• _What is required_: Return exactly the span of lines in the following data that opens with the line containing "children in pre-order." and closes with the line containing "name nor its". Include nothing else.

• _Records provided_:
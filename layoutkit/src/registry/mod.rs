//! Component registry.
//!
//! The registry binds symbolic component names to renderer capabilities and
//! keeps an ordered record of every registered descriptor, which is where
//! menus and routes are derived from.
//!
//! Resolution at registration time tries the descriptor `name` first, then the
//! alias declared at `properties.meta.component`. A total miss is a
//! configuration error. Lookups at render time never fail hard: a missing
//! entry is logged and reported as `None`.

use std::collections::HashMap;

use crate::{
    error::RegistryError,
    model::{ComponentDescriptor, Properties, UiNode},
};

/// Process-wide registry instance.
pub mod global;

/// Renderer capability and component map.
pub mod renderer;

pub use renderer::{ComponentMap, RenderedNode, Renderer, RendererHandle};

/// Returned by [`Registry::path_of`] for names without a path.
pub const NOT_FOUND: &str = "notFound";

/// A resolved binding between a descriptor and its renderer.
#[derive(Debug, Clone)]
pub struct RegistryEntry {
    pub name: String,
    pub path: Option<String>,
    pub is_menu_item: bool,
    pub content: Option<String>,
    pub properties: Option<Properties>,
    /// Renderer resolved once at registration.
    pub renderer: RendererHandle,
}

/// A routable descriptor.
#[derive(Debug, Clone, PartialEq)]
pub struct Route<'a> {
    pub path: &'a str,
    pub descriptor: &'a ComponentDescriptor,
}

/// Name to renderer bindings plus the registration history.
#[derive(Debug, Default)]
pub struct Registry {
    component_map: ComponentMap,
    entries: HashMap<String, RegistryEntry>,
    all_registered: Vec<ComponentDescriptor>,
}

impl Registry {
    pub fn new(component_map: ComponentMap) -> Self {
        Self {
            component_map,
            entries: HashMap::new(),
            all_registered: Vec::new(),
        }
    }

    /// Register a descriptor and, recursively, its children in pre-order.
    ///
    /// Re-registering a name replaces the lookup entry; the earlier descriptor
    /// stays in the registration history.
    ///
    /// # Errors
    ///
    /// Returns [`RegistryError::Unresolved`] if neither the name nor its
    /// fallback is bound. Children registered before the failure stay
    /// registered.
    pub fn register(&mut self, descriptor: &ComponentDescriptor) -> Result<(), RegistryError> {
        let renderer = self.resolve_renderer(descriptor)?;

        debug!("register component '{}'", descriptor.name);
        self.entries.insert(
            descriptor.name.clone(),
            RegistryEntry {
                name: descriptor.name.clone(),
                path: descriptor.path.clone(),
                is_menu_item: descriptor.is_menu_item,
                content: descriptor.content.clone(),
                properties: descriptor.properties.clone(),
                renderer,
            },
        );
        self.all_registered.push(descriptor.clone());

        for child in &descriptor.children {
            self.register(&child.to_descriptor())?;
        }
        Ok(())
    }

    /// Register any node shape, see [`UiNode::to_descriptor`].
    pub fn register_node(&mut self, node: &UiNode) -> Result<(), RegistryError> {
        self.register(&node.to_descriptor())
    }

    fn resolve_renderer(&self, descriptor: &ComponentDescriptor) -> Result<RendererHandle, RegistryError> {
        if let Some(r) = self.component_map.get(&descriptor.name) {
            return Ok(r.clone());
        }

        let fallback = descriptor.fallback_component();
        error!(
            "Component '{}' not found in component map, trying meta component {:?}",
            descriptor.name, fallback
        );

        fallback
            .and_then(|alias| self.component_map.get(alias))
            .cloned()
            .ok_or_else(|| RegistryError::Unresolved {
                name: descriptor.name.clone(),
                fallback: fallback.map(str::to_string),
            })
    }

    pub fn resolve(&self, name: &str) -> Option<&RegistryEntry> {
        self.entries.get(name)
    }

    pub fn has(&self, name: &str) -> bool {
        self.entries.contains_key(name)
    }

    /// Route path of `name`, or [`NOT_FOUND`].
    pub fn path_of(&self, name: &str) -> &str {
        self.entries
            .get(name)
            .and_then(|e| e.path.as_deref())
            .unwrap_or(NOT_FOUND)
    }

    /// Properties stored for `name` at registration.
    pub fn meta_of(&self, name: &str) -> Option<&Properties> {
        self.entries.get(name).and_then(|e| e.properties.as_ref())
    }

    /// Render `descriptor` through its bound renderer.
    ///
    /// `extra` is merged over the descriptor properties. Returns `None` and logs
    /// a warning when the name is not registered.
    pub fn render_node(
        &self,
        descriptor: &ComponentDescriptor,
        extra: Option<&Properties>,
    ) -> Option<RenderedNode> {
        let Some(entry) = self.entries.get(&descriptor.name) else {
            warn!("Component '{}' not found in registry", descriptor.name);
            return None;
        };

        let mut props = descriptor.properties.clone().unwrap_or_default();
        if let Some(extra) = extra {
            props.extend(extra.iter().map(|(k, v)| (k.clone(), v.clone())));
        }

        Some(RenderedNode {
            component: entry.name.clone(),
            output: entry.renderer.render(&props),
        })
    }

    /// Render each descriptor, skipping the ones that are not registered.
    pub fn render_tree(
        &self,
        descriptors: &[ComponentDescriptor],
        extra: Option<&Properties>,
    ) -> Vec<RenderedNode> {
        descriptors
            .iter()
            .filter_map(|d| self.render_node(d, extra))
            .collect()
    }

    /// Registered descriptors flagged as menu items, in registration order.
    pub fn menu_items(&self) -> Vec<&ComponentDescriptor> {
        self.all_registered.iter().filter(|d| d.is_menu_item).collect()
    }

    /// Registered descriptors that carry a path, in registration order.
    pub fn routes(&self) -> Vec<Route<'_>> {
        self.all_registered
            .iter()
            .filter_map(|d| {
                d.path.as_deref().map(|path| Route {
                    path,
                    descriptor: d,
                })
            })
            .collect()
    }

    /// First registered descriptor with the given path.
    pub fn component_by_path(&self, path: &str) -> Option<&ComponentDescriptor> {
        self.all_registered
            .iter()
            .find(|d| d.path.as_deref() == Some(path))
    }

    pub fn entries(&self) -> impl Iterator<Item = &RegistryEntry> {
        self.entries.values()
    }

    /// Every registered descriptor, duplicates included.
    pub fn all_registered(&self) -> &[ComponentDescriptor] {
        &self.all_registered
    }

    pub fn component_map(&self) -> &ComponentMap {
        &self.component_map
    }
}

#[cfg(test)]
mod tests {
    use serde_json::{Value, json};

    use super::*;

    fn echo(tag: &'static str) -> impl Renderer {
        move |p: &Properties| json!({"tag": tag, "props": Value::Object(p.clone())})
    }

    fn props(v: Value) -> Properties {
        match v {
            Value::Object(m) => m,
            _ => panic!("not an object"),
        }
    }

    fn registry() -> Registry {
        Registry::new(
            ComponentMap::new()
                .with("layout", echo("layout"))
                .with("UserList", echo("user-list"))
                .with("TableRenderer", echo("table")),
        )
    }

    #[test]
    fn test_register_and_resolve() {
        let mut reg = registry();
        reg.register(&ComponentDescriptor::new("UserList").with_path("/users"))
            .unwrap();

        assert!(reg.has("UserList"));
        assert_eq!(reg.path_of("UserList"), "/users");
        assert_eq!(reg.path_of("Missing"), NOT_FOUND);
        assert_eq!(reg.resolve("UserList").unwrap().name, "UserList");
    }

    #[test]
    fn test_fallback_component() {
        let mut reg = registry();
        let d = ComponentDescriptor::new("UserGrid")
            .with_properties(props(json!({"meta": {"component": "TableRenderer"}})));
        reg.register(&d).unwrap();

        let expected = reg.component_map().get("TableRenderer").unwrap();
        assert!(reg.resolve("UserGrid").unwrap().renderer.same_as(expected));
    }

    #[test]
    fn test_unresolved_names_both() {
        let mut reg = registry();
        let d = ComponentDescriptor::new("Ghost")
            .with_properties(props(json!({"meta": {"component": "Phantom"}})));

        match reg.register(&d).unwrap_err() {
            RegistryError::Unresolved { name, fallback } => {
                assert_eq!(name, "Ghost");
                assert_eq!(fallback.as_deref(), Some("Phantom"));
            }
            e => panic!("unexpected error {e}"),
        }
        let msg = reg
            .register(&ComponentDescriptor::new("Ghost"))
            .unwrap_err()
            .to_string();
        assert!(msg.contains("Ghost"));
        assert!(msg.contains("<none>"));
    }

    #[test]
    fn test_children_registered_pre_order() {
        let mut reg = registry();
        let tree = ComponentDescriptor::new("layout")
            .with_child(ComponentDescriptor::new("UserList").with_path("/users").with_menu_item(true))
            .with_child(
                ComponentDescriptor::new("layout")
                    .with_path("/nested")
                    .with_child(ComponentDescriptor::new("TableRenderer")),
            );
        reg.register(&tree).unwrap();

        let order: Vec<_> = reg.all_registered().iter().map(|d| d.name.as_str()).collect();
        assert_eq!(order, ["layout", "UserList", "layout", "TableRenderer"]);
        assert_eq!(reg.menu_items().len(), 1);
        assert_eq!(reg.component_by_path("/nested").unwrap().children.len(), 1);
    }

    #[test]
    fn test_duplicate_registration_keeps_history() {
        let mut reg = registry();
        reg.register(&ComponentDescriptor::new("UserList").with_path("/users").with_menu_item(true))
            .unwrap();
        reg.register(&ComponentDescriptor::new("UserList").with_path("/people").with_menu_item(true))
            .unwrap();

        assert_eq!(reg.path_of("UserList"), "/people");
        let paths: Vec<_> = reg.routes().iter().map(|r| r.path).collect();
        assert_eq!(paths, ["/users", "/people"]);
        assert_eq!(reg.menu_items().len(), 2);
        assert_eq!(reg.entries().count(), 1);
    }

    #[test]
    fn test_render_node_merges_extra_properties() {
        let mut reg = registry();
        let d = ComponentDescriptor::new("UserList")
            .with_properties(props(json!({"rowKey": "id", "size": "large"})));
        reg.register(&d).unwrap();

        let extra = props(json!({"size": "small"}));
        let node = reg.render_node(&d, Some(&extra)).unwrap();
        assert_eq!(node.component, "UserList");
        assert_eq!(
            node.output,
            json!({"tag": "user-list", "props": {"rowKey": "id", "size": "small"}})
        );
    }

    #[test]
    fn test_render_tree_skips_missing() {
        let mut reg = registry();
        reg.register(&ComponentDescriptor::new("UserList")).unwrap();
        reg.register(&ComponentDescriptor::new("layout")).unwrap();

        let nodes = reg.render_tree(
            &[
                ComponentDescriptor::new("UserList"),
                ComponentDescriptor::new("Unknown"),
                ComponentDescriptor::new("layout"),
            ],
            None,
        );
        let names: Vec<_> = nodes.iter().map(|n| n.component.as_str()).collect();
        assert_eq!(names, ["UserList", "layout"]);
    }
}
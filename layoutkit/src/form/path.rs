use std::fmt;

use serde::{Serialize, Serializer};

/// One step of a field path.
#[derive(Debug, Clone, PartialEq, Eq, Hash)]
pub enum PathSegment {
    Key(String),
    Index(usize),
}

impl fmt::Display for PathSegment {
    fn fmt(&self, f: &mut fmt::Formatter<'_>) -> fmt::Result {
        match self {
            PathSegment::Key(k) => f.write_str(k),
            PathSegment::Index(i) => write!(f, "{i}"),
        }
    }
}

/// Location of a field inside nested groups, rendered dot-joined (`items.0.name`).
#[derive(Debug, Clone, Default, PartialEq, Eq, Hash)]
pub struct FieldPath(Vec<PathSegment>);

impl FieldPath {
    pub fn root() -> Self {
        Self::default()
    }

    pub fn child_key(&self, key: impl Into<String>) -> Self {
        let mut segments = self.0.clone();
        segments.push(PathSegment::Key(key.into()));
        Self(segments)
    }

    pub fn child_index(&self, index: usize) -> Self {
        let mut segments = self.0.clone();
        segments.push(PathSegment::Index(index));
        Self(segments)
    }

    pub fn segments(&self) -> &[PathSegment] {
        &self.0
    }

    pub fn len(&self) -> usize {
        self.0.len()
    }

    pub fn is_empty(&self) -> bool {
        self.0.is_empty()
    }

    /// Replace the index segment at `depth`; other segments are left alone.
    pub(crate) fn set_index(&mut self, depth: usize, index: usize) {
        if let Some(PathSegment::Index(i)) = self.0.get_mut(depth) {
            *i = index;
        }
    }
}

impl fmt::Display for FieldPath {
    fn fmt(&self, f: &mut fmt::Formatter<'_>) -> fmt::Result {
        for (i, seg) in self.0.iter().enumerate() {
            if i > 0 {
                f.write_str(".")?;
            }
            write!(f, "{seg}")?;
        }
        Ok(())
    }
}

impl Serialize for FieldPath {
    fn serialize<S: Serializer>(&self, serializer: S) -> Result<S::Ok, S::Error> {
        serializer.collect_str(self)
    }
}
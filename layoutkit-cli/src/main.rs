use std::path::PathBuf;

use anyhow::Result;
use clap::{Parser, Subcommand};
use env_logger::Env;
use layoutkit_cli::{
    commands::{filter, form, lookup, render, schema},
    ctx::AppContext,
};

/// Inspect and exercise layoutkit documents
#[derive(Parser)]
#[command(name = "layoutkit")]
#[command(author, version, about, long_about = None)]
#[command(propagate_version = true)]
#[command(arg_required_else_help = true)]
struct Cli {
    /// Configuration file (default: .layoutkit.toml in the workspace)
    #[arg(short, long, global = true)]
    config: Option<PathBuf>,

    /// Workspace directory relative paths resolve against (default: current directory)
    #[arg(short, long, global = true)]
    workspace: Option<PathBuf>,

    #[command(subcommand)]
    command: Commands,
}

#[derive(Subcommand)]
enum Commands {
    /// Compose a layout document and list its routes and menu
    Render(render::RenderArgs),
    /// Compile a form, validate its values and optionally submit them
    Form(form::FormArgs),
    /// Build a table search query and optionally run it
    Filter(filter::FilterArgs),
    /// Fetch or search the options of a lookup endpoint
    Lookup(lookup::LookupArgs),
    /// Print the JSON Schema of a document kind
    Schema(schema::SchemaArgs),
}

fn context(workspace: Option<PathBuf>, config: Option<PathBuf>) -> Result<AppContext> {
    let workspace = match workspace {
        Some(dir) => dir,
        None => std::env::current_dir()?,
    };
    let mut ctx = AppContext::new(workspace);
    ctx.load_config(config)?;
    Ok(ctx)
}

#[tokio::main]
async fn main() -> Result<()> {
    env_logger::Builder::from_env(Env::default().default_filter_or("info")).init();

    let Cli {
        config,
        workspace,
        command,
    } = Cli::parse();

    match command {
        Commands::Render(args) => render::run(&context(workspace, config)?, args),
        Commands::Form(args) => form::run(&context(workspace, config)?, args).await,
        Commands::Filter(args) => filter::run(&context(workspace, config)?, args).await,
        Commands::Lookup(args) => lookup::run(&context(workspace, config)?, args).await,
        Commands::Schema(args) => schema::run(args),
    }
}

• _Solution for this problem_:
    /// Register a descriptor and, recursively, its children in pre-order.
    ///
    /// Re-registering a name replaces the lookup entry; the earlier descriptor
    /// stays in the registration history.
    ///
    /// # Errors
    ///
    /// Returns [`RegistryError::Unresolved`] if neither the name nor its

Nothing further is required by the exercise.